We got to see the vision and magic that Corrigan brought to the world of sports while he was at Washington and Lee University. Even at that young age we knew what a loss it was when Corrigan left to go to the University of Virginia.
The competition between the Generals and Cavaliers on the lacrosse field was intense in those days. It could have felt like a betrayal in our young minds but somehow it all just made sense. Even then we recognized he was headed for something bigger.
Indeed it was. Corrigan left his mark on Virginia, Notre Dame, the ACC and the NCAA. His ability to see outside the box, one in which we all become too comfortable, led to the expansion of the conference with Florida State. He helped lay the groundwork for the Football Bowl Alliance guaranteeing a bowl appearance by an ACC team.

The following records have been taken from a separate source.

use std::sync::{Arc, Mutex};

use tokio::time::{Duration, Instant, MissedTickBehavior};
use tokio_util::sync::CancellationToken;

use crate::models::{FaceFrame, FocusReading};

use super::monitor::FocusMonitor;

// Set to true to enable verbose logging in this module
const ENABLE_LOGS: bool = true;

use crate::{log_debug, log_info};

pub const DEFAULT_FOCUS_INTERVAL: Duration = Duration::from_millis(3000);

/// Supplies the most recent camera frame, if any, when a tick fires.
pub trait FrameSource: Send + Sync {
    fn next_frame(&self) -> Option<FaceFrame>;
}

/// Single-slot frame buffer: the camera publishes, the focus loop takes.
/// Older unconsumed frames are overwritten.
#[derive(Default)]
pub struct FrameSlot {
    latest: Mutex<Option<FaceFrame>>,
}

impl FrameSlot {
    pub fn new() -> Self {
        Self::default()
    }

    pub fn publish(&self, frame: FaceFrame) {
        let mut guard = match self.latest.lock() {
            Ok(guard) => guard,
            Err(poisoned) => poisoned.into_inner(),
        };
        *guard = Some(frame);
    }
}

impl FrameSource for FrameSlot {
    fn next_frame(&self) -> Option<FaceFrame> {
        let mut guard = match self.latest.lock() {
            Ok(guard) => guard,
            Err(poisoned) => poisoned.into_inner(),
        };
        guard.take()
    }
}

/// Ticks every `interval` (first tick one interval after start) until the
/// token is cancelled. Ticks without a frame are skipped. An analysis still
/// running when the token fires is dropped without delivering its reading.
pub async fn focus_loop<F>(
    monitor: Arc<FocusMonitor>,
    frames: Arc<dyn FrameSource>,
    interval: Duration,
    cancel_token: CancellationToken,
    mut on_reading: F,
) where
    F: FnMut(FocusReading) + Send + 'static,
{
    let mut ticker = tokio::time::interval_at(Instant::now() + interval, interval);
    ticker.set_missed_tick_behavior(MissedTickBehavior::Skip);

    loop {
        tokio::select! {
            _ = ticker.tick() => {
                let Some(frame) = frames.next_frame() else {
                    log_debug!("no frame available for focus tick");
                    continue;
                };

                tokio::select! {
                    reading = monitor.analyze(frame) => {
                        if let Some(reading) = reading {
                            on_reading(reading);
                        }
                    }
                    _ = cancel_token.cancelled() => {
                        log_info!("focus loop cancelled mid-analysis");
                        break;
                    }
                }
            }
            _ = cancel_token.cancelled() => {
                log_info!("focus loop shutting down");
                break;
            }
        }
    }
}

Corrigan’s background certainly was a plus when it came to making solid hiring decisions, too. Among the notables, Lou Holtz and Muffet McGraw at Notre Dame and Terry Holland and Bruce Arena at Virginia.
His mentoring of others in the field includes the current ACC Commissioner John Swofford. But, perhaps his greatest contributions to the ACC lives on in his children. It includes Boo Corrigan, Athletic Director at NC State and Kevin Corrigan, the head lacrosse coach at Notre Dame. Their father’s vision and guiding hand continue to lead and influence through them.
Boo Corrigan said in a statement Saturday that his father “led a remarkable life.” He described him as someone who valued his family while working “in a profession where you can quickly lose sight of what’s most important.”
“Since I arrived at N.C. State, there’s hardly a day where someone doesn’t tell me about an interaction they had with my father and how it somehow made their day a little better,” Boo Corrigan said. “He had that kind of impact on people.”